Con questo episodio la liturgia ci prepara all’insegnamento del Vangelo di Luca: “Siate misericordiosi, come è misericordioso il Padre vostro”. Luca sa che ciascuno di noi può realizzarsi ad immagine di Dio nel perdono, facendo nostro il suo cuore misericordioso di Padre. Bisogna essere decisi nella scelta di Dio, non annacquare l’invito di Gesù, che si rivolge a tutti dicendo: “A voi che ascoltate, io dico: Amate i vostri nemici, fate del bene a coloro che vi odiano …”. Nell’ascolto siamo ricreati, accogliamo nel nostro cuore lo Spirito Santo, poniamo al centro dell’esistenza non il nostro io, ma Dio. Questo significa avere fede. Prima di riferirci ai comportamenti concreti che ci attendono, familiari, personali, politici – oggi siamo sconcertati dalla politica – sociali – pensiamo al ragazzo ucciso da un suo coetaneo, proprio qui, a Mergellina – prendiamo coscienza del fatto che le parole di Gesù ci chiedono innanzi tutto di fare della nostra vita un dono. Chi decide seriamente di essere cristiano sa che deve essere a disposizione del fratello, dargli la propria tunica anche se ci ha tolto il mantello, lasciare che tutti i poveri entrino dalla porta spalancata del suo cuore. Chi ascolta queste parole fa l’esperienza di non appartenersi più, di essere divorato dall’altro, perché l’esigenza di Gesù è quella di un amore che si avvicini al suo, un amore totale e senza limiti. Non è una richiesta di generosità individuale, fondata sull’intransigenza morale, non è una legge che limita la nostra libertà personale, ma è la chiamata ad aprire il nostro cuore, tutta la nostra esistenza, all’onda di amore che ci viene da Dio. Egli ci invita a fare come lui, che fa piovere sui giusti e sugli ingiusti, ad avere una reazione positiva verso chi si comporta ingiustamente, a sostituire il disegno della fraternità universale al rigore della giustizia puramente umana. Dio, rivelandoci il suo disegno di amore infinito, dando suo Figlio per i giusti e per gli ingiusti, rende possibile ciò che ci appare impossibile.

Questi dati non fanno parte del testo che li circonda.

//! `visualize` command.

use super::load_config_file;
use crate::args::{GlobalArgs, ModelArgs, model_raw_args};
use anyhow::Result;
use colored::Colorize;
use dialogkt_training::config::RunMode;
use dialogkt_training::{Experiment, resolve};

pub fn execute(global: &GlobalArgs, model: &ModelArgs, json_output: bool) -> Result<()> {
    let file = load_config_file(global)?;
    let raw = model_raw_args(RunMode::Test, global, model)?;
    let config = resolve(&raw, file.as_ref())?;
    let (report, path) = Experiment::new(config).visualize()?;

    if json_output {
        println!("{}", serde_json::to_string_pretty(&report)?);
        return Ok(());
    }

    let turns: usize = report.dialogues.iter().map(|d| d.turns.len()).sum();
    println!();
    println!("{}", "Predictions written".bold().green());
    println!("  Model:     {}", report.model_type.to_string().cyan());
    println!("  Dialogues: {}", report.dialogues.len());
    println!("  Turns:     {}", turns);
    println!("  Output:    {}", path.display().to_string().dimmed());
    println!();
    Ok(())
}
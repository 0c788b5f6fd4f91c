//! Turn-by-turn scan of a dialogue.
//!
//! [`DialogueScan`] walks the turns of one dialogue and yields every scored
//! turn together with the context a model may condition on. What the context
//! reveals about earlier turns depends on the protocol:
//!
//! - teacher-forced: the ground-truth correctness of each earlier labelled turn;
//! - autoregressive: the model's own predicted probability for it, supplied
//!   through [`DialogueScan::feedback`] before the next call to `next`.
//!
//! With `inc_first_label`, the first labelled turn is revealed as ground truth
//! and not yielded. A scan is consumed once; restart by constructing a new one.

use dialogkt_abstraction::{Dialogue, ObservedTurn, TrainingExample, Turn, TurnContext};
use std::sync::Arc;

#[derive(Debug, Clone, Copy, PartialEq, Eq, Default)]
pub struct ScanProtocol {
    pub teacher_forced: bool,
    pub inc_first_label: bool,
}

/// A labelled turn awaiting predictions.
#[derive(Debug, Clone)]
pub struct ScoredTurn {
    pub context: Arc<TurnContext>,
    pub kcs: Vec<String>,
    pub label: bool,
}

impl ScoredTurn {
    #[must_use]
    pub fn turn_index(&self) -> usize {
        self.context.turn_index
    }
}

pub struct DialogueScan<'a> {
    dialogue: &'a Dialogue,
    protocol: ScanProtocol,
    cursor: usize,
    history: Vec<ObservedTurn>,
    pending: Option<&'a Turn>,
    feedback: Option<f64>,
    first_label_seen: bool,
}

fn label_value(correct: bool) -> f64 {
    if correct { 1.0 } else { 0.0 }
}

impl<'a> DialogueScan<'a> {
    #[must_use]
    pub const fn new(dialogue: &'a Dialogue, protocol: ScanProtocol) -> Self {
        Self {
            dialogue,
            protocol,
            cursor: 0,
            history: Vec::new(),
            pending: None,
            feedback: None,
            first_label_seen: false,
        }
    }

    /// Records the model's predictions for the turn most recently yielded.
    ///
    /// Only used by the autoregressive protocol; the turn's evidence becomes
    /// the mean predicted probability over its KCs.
    pub fn feedback(&mut self, predictions: &[f64]) {
        if !predictions.is_empty() {
            self.feedback = Some(predictions.iter().sum::<f64>() / predictions.len() as f64);
        }
    }

    fn observe(turn: &Turn, evidence: Option<f64>) -> ObservedTurn {
        ObservedTurn { speaker: turn.speaker.clone(), text: turn.text.clone(), kcs: turn.kcs.clone(), evidence }
    }

    fn commit_pending(&mut self) {
        let feedback = self.feedback.take();
        if let Some(turn) = self.pending.take() {
            let evidence =
                if self.protocol.teacher_forced { turn.correct.map(label_value) } else { feedback };
            self.history.push(Self::observe(turn, evidence));
        }
    }
}

impl Iterator for DialogueScan<'_> {
    type Item = ScoredTurn;

    fn next(&mut self) -> Option<Self::Item> {
        self.commit_pending();

        let dialogue = self.dialogue;
        while let Some(turn) = dialogue.turns.get(self.cursor) {
            let index = self.cursor;
            self.cursor += 1;

            let Some(label) = turn.correct.filter(|_| turn.is_scored()) else {
                self.history.push(Self::observe(turn, None));
                continue;
            };
            if self.protocol.inc_first_label && !self.first_label_seen {
                self.first_label_seen = true;
                self.history.push(Self::observe(turn, Some(label_value(label))));
                continue;
            }
            self.first_label_seen = true;

            let context = TurnContext {
                dialogue_id: dialogue.id.clone(),
                turn_index: index,
                history: self.history.clone(),
            };
            self.pending = Some(turn);
            return Some(ScoredTurn { context: Arc::new(context), kcs: turn.kcs.clone(), label });
        }
        None
    }
}

/// Teacher-forced (context, KC, label) samples for gradient training, in
/// dialogue and turn order.
#[must_use]
pub fn training_examples(dialogues: &[Dialogue]) -> Vec<TrainingExample> {
    let protocol = ScanProtocol { teacher_forced: true, inc_first_label: false };
    dialogues
        .iter()
        .flat_map(|d| DialogueScan::new(d, protocol))
        .flat_map(|scored| {
            let ScoredTurn { context, kcs, label } = scored;
            kcs.into_iter().map(move |kc| TrainingExample { context: Arc::clone(&context), kc, label })
        })
        .collect()
}

#[cfg(test)]
mod tests {
    use super::*;

    fn turn(speaker: &str, correct: Option<bool>, kcs: &[&str]) -> Turn {
        Turn {
            speaker: speaker.to_string(),
            text: format!("{speaker} says something"),
            correct,
            kcs: kcs.iter().map(|s| (*s).to_string()).collect(),
        }
    }

    fn dialogue() -> Dialogue {
        Dialogue {
            id: "d1".into(),
            subject: None,
            turns: vec![
                turn("tutor", None, &[]),
                turn("student", Some(false), &["a"]),
                turn("tutor", None, &["a"]),
                turn("student", Some(true), &["a", "b"]),
                turn("student", Some(true), &[]),
                turn("student", Some(false), &["b"]),
            ],
        }
    }

    #[test]
    fn test_teacher_forced_exposes_labels() {
        let d = dialogue();
        let scan = DialogueScan::new(&d, ScanProtocol { teacher_forced: true, inc_first_label: false });
        let turns: Vec<ScoredTurn> = scan.collect();
        assert_eq!(turns.iter().map(ScoredTurn::turn_index).collect::<Vec<_>>(), vec![1, 3, 5]);

        let last = &turns[2].context;
        assert_eq!(last.history.len(), 5);
        assert_eq!(last.history[1].evidence, Some(0.0));
        assert_eq!(last.history[2].evidence, None);
        assert_eq!(last.history[3].evidence, Some(1.0));
    }

    #[test]
    fn test_autoregressive_uses_feedback() {
        let d = dialogue();
        let mut scan = DialogueScan::new(&d, ScanProtocol { teacher_forced: false, inc_first_label: false });
        let first = scan.next().unwrap();
        assert!(first.context.history.iter().all(|t| t.evidence.is_none()));
        scan.feedback(&[0.8]);
        let second = scan.next().unwrap();
        assert_eq!(second.context.history[1].evidence, Some(0.8));
        scan.feedback(&[0.2, 0.4]);
        let third = scan.next().unwrap();
        assert!((third.context.history[3].evidence.unwrap() - 0.3).abs() < 1e-12);
        assert!(scan.next().is_none());
    }

    #[test]
    fn test_inc_first_label_reveals_and_skips_first() {
        let d = dialogue();
        let scan = DialogueScan::new(&d, ScanProtocol { teacher_forced: false, inc_first_label: true });
        let turns: Vec<ScoredTurn> = scan.collect();
        assert_eq!(turns.len(), 2);
        assert_eq!(turns[0].turn_index(), 3);
        assert_eq!(turns[0].context.history[1].evidence, Some(0.0));
    }

    #[test]
    fn test_training_examples_one_per_kc() {
        let examples = training_examples(&[dialogue()]);
        let kcs: Vec<(&str, bool)> = examples.iter().map(|e| (e.kc.as_str(), e.label)).collect();
        assert_eq!(kcs, vec![("a", false), ("a", true), ("b", true), ("b", false)]);
        assert!(Arc::ptr_eq(&examples[1].context, &examples[2].context));
    }

    #[test]
    fn test_scan_restarts_from_scratch() {
        let d = dialogue();
        let protocol = ScanProtocol { teacher_forced: true, inc_first_label: false };
        let a: Vec<usize> = DialogueScan::new(&d, protocol).map(|t| t.turn_index()).collect();
        let b: Vec<usize> = DialogueScan::new(&d, protocol).map(|t| t.turn_index()).collect();
        assert_eq!(a, b);
    }
}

Nicola Berdjaev, il filosofo russo convertitosi al cristianesimo e perciò espulso dal regime sovietico, scriveva: Dio disse a Caino: “Dov’è Abele tuo fratello?”. Ma l’ultimo giorno dirà ad Abele: “Che hai fatto di tuo fratello Caino?”. Con Gesù la giustizia non è più una misura sufficiente. Il Vangelo ci chiede di essere membri di una società alternativa nei confronti dei rapporti abituali nel mondo, una società dove la fraternità è possibile. Questo deve essere il compito profetico della comunità cristiana nel mondo.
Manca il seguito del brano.